TASK PROMPT: Please return every line from the entries that has the string "before" in it.

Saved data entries
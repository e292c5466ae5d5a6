//! The KL10 address break.
//!
//! The program arms the break with a DATAO APR word:
//!
//! | Bits  | Meaning                       |
//! | ----- | ----------------------------- |
//! | 9     | break on instruction fetch    |
//! | 10    | break on data read            |
//! | 11    | break on data write           |
//! | 12    | break on user references only |
//! | 13-35 | virtual address               |
//!
//! The break works through the translation caches: while armed, the
//! watched page has no access bits in either the exec or the user
//! cache, so that every reference to it misses and comes back to the
//! paging unit.  The true access bits are kept here and put back when
//! the break is disarmed.
use std::fmt::{self, Display, Formatter};

use serde::Serialize;
use tracing::{event, Level};

use base::prelude::*;

use crate::cache::{AccessBits, TranslationCaches};
use crate::types::{AccessKind, Map, Mode};

/// More than this many consecutive breaks at one PC stop the machine.
/// Breaks are consecutive while they share a PC: the count starts
/// again only when a break happens at a different PC (or the break is
/// re-armed), and references which do not break leave it alone.
pub const BREAK_STORM_LIMIT: u32 = 64;

#[derive(Debug, Clone, Copy, Default, PartialEq, Eq, Serialize)]
pub struct BreakConditions {
    pub fetch: bool,
    pub read: bool,
    pub write: bool,
    pub user_only: bool,
}

impl BreakConditions {
    const FETCH: u64 = bit(9);
    const READ: u64 = bit(10);
    const WRITE: u64 = bit(11);
    const USER_ONLY: u64 = bit(12);

    pub fn from_word(w: Unsigned36Bit) -> BreakConditions {
        BreakConditions {
            fetch: !(w & Self::FETCH).is_zero(),
            read: !(w & Self::READ).is_zero(),
            write: !(w & Self::WRITE).is_zero(),
            user_only: !(w & Self::USER_ONLY).is_zero(),
        }
    }

    /// True when no kind of reference is watched.  The user-only bit
    /// on its own watches nothing.
    pub fn is_empty(&self) -> bool {
        !(self.fetch || self.read || self.write)
    }

    fn matches(&self, mode: Mode, access: AccessKind) -> bool {
        if self.user_only && mode != Mode::User {
            return false;
        }
        match access {
            AccessKind::Fetch => self.fetch,
            AccessKind::Read => self.read,
            AccessKind::Write => self.write,
        }
    }
}

impl Display for BreakConditions {
    fn fmt(&self, f: &mut Formatter<'_>) -> fmt::Result {
        let names: Vec<&str> = [
            (self.fetch, "fetch"),
            (self.read, "read"),
            (self.write, "write"),
            (self.user_only, "user-only"),
        ]
        .into_iter()
        .filter_map(|(on, name)| on.then_some(name))
        .collect();
        if names.is_empty() {
            f.write_str("none")
        } else {
            f.write_str(&names.join(","))
        }
    }
}

#[derive(Debug, Clone)]
pub struct AddressBreak {
    address: VirtualAddress,
    conditions: BreakConditions,
    saved_exec: AccessBits,
    saved_user: AccessBits,
    hits: u32,
    last_hit_pc: Option<VirtualAddress>,
}

impl AddressBreak {
    /// Decode a DATAO APR word and, if it watches anything, take the
    /// access bits of the watched page out of both caches.
    pub fn arm(w: Unsigned36Bit, caches: &mut TranslationCaches) -> Option<AddressBreak> {
        let conditions = BreakConditions::from_word(w);
        // 23 bits always make a virtual address.
        let address = VirtualAddress::try_from(field(w, 13, 35)).unwrap_or(VirtualAddress::MAX);
        if conditions.is_empty() {
            event!(Level::INFO, "address break at {} disarmed by empty conditions", address);
            return None;
        }
        let page = address.page();
        let saved_exec = caches.get_mut(Map::Exec).take_access(page);
        let saved_user = caches.get_mut(Map::User).take_access(page);
        event!(
            Level::INFO,
            "armed address break at {} on {}",
            address,
            conditions
        );
        Some(AddressBreak {
            address,
            conditions,
            saved_exec,
            saved_user,
            hits: 0,
            last_hit_pc: None,
        })
    }

    /// Put the saved access bits back into the caches.
    pub fn disarm(self, caches: &mut TranslationCaches) {
        let page = self.address.page();
        caches.get_mut(Map::Exec).restore_access(page, self.saved_exec);
        caches.get_mut(Map::User).restore_access(page, self.saved_user);
        event!(Level::INFO, "disarmed address break at {}", self.address);
    }

    pub fn address(&self) -> VirtualAddress {
        self.address
    }

    pub fn conditions(&self) -> BreakConditions {
        self.conditions
    }

    pub fn watches(&self, page: VirtualPage) -> bool {
        self.address.page() == page
    }

    /// Whether a reference of this kind to the watched page breaks.
    pub fn matches(&self, mode: Mode, access: AccessKind) -> bool {
        self.conditions.matches(mode, access)
    }

    /// Remember the access bits a refill of the watched page found,
    /// since they are not installed in the cache.
    pub fn record_true_bits(&mut self, map: Map, bits: AccessBits) {
        match map {
            Map::Exec => self.saved_exec = bits,
            Map::User => self.saved_user = bits,
            Map::Physical => (),
        }
    }

    /// Forget the saved access bits; the watched page has been
    /// invalidated.
    pub fn forget_saved(&mut self) {
        self.saved_exec = AccessBits::NONE;
        self.saved_user = AccessBits::NONE;
    }

    pub fn saved(&self, map: Map) -> AccessBits {
        match map {
            Map::Exec => self.saved_exec,
            Map::User => self.saved_user,
            Map::Physical => AccessBits::NONE,
        }
    }

    /// Count a break at `pc`.  Returns the number of consecutive
    /// breaks at that PC as an error once it exceeds
    /// [`BREAK_STORM_LIMIT`].
    pub fn note_hit(&mut self, pc: VirtualAddress) -> Result<(), u32> {
        if self.last_hit_pc == Some(pc) {
            self.hits = self.hits.saturating_add(1);
        } else {
            self.last_hit_pc = Some(pc);
            self.hits = 1;
        }
        if self.hits > BREAK_STORM_LIMIT {
            event!(
                Level::ERROR,
                "{} consecutive address breaks at PC {}",
                self.hits,
                pc
            );
            Err(self.hits)
        } else {
            Ok(())
        }
    }
}

#[cfg(test)]
mod tests {
    use super::*;
    use crate::cache::TranslationEntry;

    fn w(n: u64) -> Unsigned36Bit {
        Unsigned36Bit::try_from(n).unwrap()
    }

    fn va(n: u64) -> VirtualAddress {
        VirtualAddress::try_from(n).unwrap()
    }

    #[test]
    fn test_conditions_decode() {
        // Read and user-only, address 1234.
        let c = BreakConditions::from_word(w(0o000_240_001_234));
        assert!(!c.fetch);
        assert!(c.read);
        assert!(!c.write);
        assert!(c.user_only);
        assert!(c.matches(Mode::User, AccessKind::Read));
        assert!(!c.matches(Mode::Exec, AccessKind::Read));
        assert!(!c.matches(Mode::User, AccessKind::Write));
        assert_eq!(c.to_string(), "read,user-only");
    }

    #[test]
    fn test_empty_conditions_do_not_arm() {
        let mut caches = TranslationCaches::new(512, 16);
        // User-only on its own.
        assert!(AddressBreak::arm(w(0o000_040_001_000), &mut caches).is_none());
    }

    #[test]
    fn test_arm_and_disarm_restore_access() {
        let mut caches = TranslationCaches::new(512, 16);
        let page = va(0o1000).page();
        let frame = PhysicalPage::try_from(5_u32).unwrap();
        caches
            .get_mut(Map::User)
            .install(page, TranslationEntry::new(frame, true));
        let before = caches.get(Map::User).entry(page);

        // Write break at 1000.
        let brk = AddressBreak::arm(w(0o000_100_001_000), &mut caches).expect("armed");
        assert!(brk.watches(page));
        assert!(caches.get(Map::User).lookup(page, AccessKind::Read).is_none());
        assert_eq!(brk.saved(Map::User), before.access());
        brk.disarm(&mut caches);
        assert_eq!(caches.get(Map::User).entry(page), before);
    }

    #[test]
    fn test_forget_saved_prevents_resurrection() {
        let mut caches = TranslationCaches::new(512, 16);
        let page = va(0o1000).page();
        let frame = PhysicalPage::try_from(5_u32).unwrap();
        caches
            .get_mut(Map::Exec)
            .install(page, TranslationEntry::new(frame, true));
        let mut brk = AddressBreak::arm(w(0o000_400_001_000), &mut caches).expect("armed");
        brk.forget_saved();
        brk.disarm(&mut caches);
        assert!(caches.get(Map::Exec).lookup(page, AccessKind::Read).is_none());
    }

    #[test]
    fn test_break_storm() {
        let mut caches = TranslationCaches::new(512, 16);
        let mut brk = AddressBreak::arm(w(0o000_400_001_000), &mut caches).expect("armed");
        for _ in 0..BREAK_STORM_LIMIT {
            assert!(brk.note_hit(va(0o100)).is_ok());
        }
        // A different PC starts the count again.
        assert!(brk.note_hit(va(0o101)).is_ok());
        for _ in 1..BREAK_STORM_LIMIT {
            assert!(brk.note_hit(va(0o101)).is_ok());
        }
        assert_eq!(brk.note_hit(va(0o101)), Err(BREAK_STORM_LIMIT + 1));
    }
}
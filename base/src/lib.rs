//! The `base` crate defines the machine-word related things which are
//! useful in both the paging unit and other associated tools (for
//! example a front end which wants to display page fault words).  The
//! idea is that such a tool would depend on the base crate but would
//! not need to depend on the pager library itself.

mod address;
mod error;
mod flags;
mod word;

pub mod prelude;
pub mod subword;
pub use crate::word::*;

#[macro_export]
macro_rules! u36 {
    ($n:expr) => {
        $crate::prelude::Unsigned36Bit::new::<{ $n }>()
    };
}

#[macro_export]
macro_rules! u18 {
    ($n:expr) => {
        $crate::prelude::Unsigned18Bit::new::<{ $n }>()
    };
}

#[test]
fn test_u36() {
    use prelude::Unsigned36Bit;
    let m: Unsigned36Bit = u36!(0o777_000_000_000_u64);
    let n: Unsigned36Bit =
        Unsigned36Bit::try_from(0o777_000_000_000_u64).expect("test data should be in range");
    assert_eq!(m, n);
}

#[test]
fn test_u18() {
    use prelude::Unsigned18Bit;
    let p: Unsigned18Bit = u18!(0o400_000);
    let q: Unsigned18Bit =
        Unsigned18Bit::try_from(1u32 << 17).expect("test data should be in range");
    assert_eq!(p, q);
}
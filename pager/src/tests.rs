//! Scenario tests for the paging unit as a whole.
use std::cell::RefCell;
use std::rc::Rc;

use test_strategy::proptest;

use base::prelude::*;

use super::*;

const MEMORY_WORDS: usize = 0o40_000;
const EPT_PAGE: u32 = 2;
const UPT_PAGE: u32 = 3;
const SPT: u32 = 0o4000;
const CST: u32 = 0o5000;
const MAP_PAGE: u32 = 6;
const SECOND_MAP_PAGE: u32 = 7;
const TRAP_PC: u64 = 0o1000;

fn w(n: u64) -> Unsigned36Bit {
    Unsigned36Bit::try_from(n).expect("valid test data")
}

fn va(n: u64) -> VirtualAddress {
    VirtualAddress::try_from(n).expect("valid test data")
}

fn pa(n: u32) -> PhysicalAddress {
    PhysicalAddress::try_from(n).expect("valid test data")
}

fn page(n: u32) -> PhysicalPage {
    PhysicalPage::try_from(n).expect("valid test data")
}

fn upt(offset: u32) -> PhysicalAddress {
    pa((UPT_PAGE << 9) + offset)
}

struct Machine {
    unit: PagingUnit,
    mem: CoreMemory,
    ctx: StandaloneContext,
}

impl Machine {
    fn translate(&mut self, mode: Mode, addr: u64, access: AccessKind) -> Result<PhysicalAddress, Unwind> {
        self.unit
            .translate(&mut self.ctx, &mut self.mem, mode, va(addr), access)
    }

    fn user_read(&mut self, addr: u64) -> Result<PhysicalAddress, Unwind> {
        self.translate(Mode::User, addr, AccessKind::Read)
    }

    fn user_write(&mut self, addr: u64) -> Result<PhysicalAddress, Unwind> {
        self.translate(Mode::User, addr, AccessKind::Write)
    }

    fn probe(&mut self, mode: Mode, addr: u64) -> Unsigned36Bit {
        self.unit.probe(&self.ctx, &mut self.mem, mode, va(addr))
    }

    fn user_entry(&self, addr: u64) -> TranslationEntry {
        self.unit.cache_entry(Map::User, va(addr).page())
    }

    fn poke(&mut self, addr: PhysicalAddress, value: u64) {
        self.mem.write(addr, w(value)).expect("test memory exists");
    }

    fn peek(&self, addr: PhysicalAddress) -> u64 {
        u64::from(self.mem.read(addr).expect("test memory exists"))
    }
}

EXERCISE RESPONSE:
        let before = caches.get(Map::User).entry(page);
        assert_eq!(brk.saved(Map::User), before.access());
        assert_eq!(caches.get(Map::User).entry(page), before);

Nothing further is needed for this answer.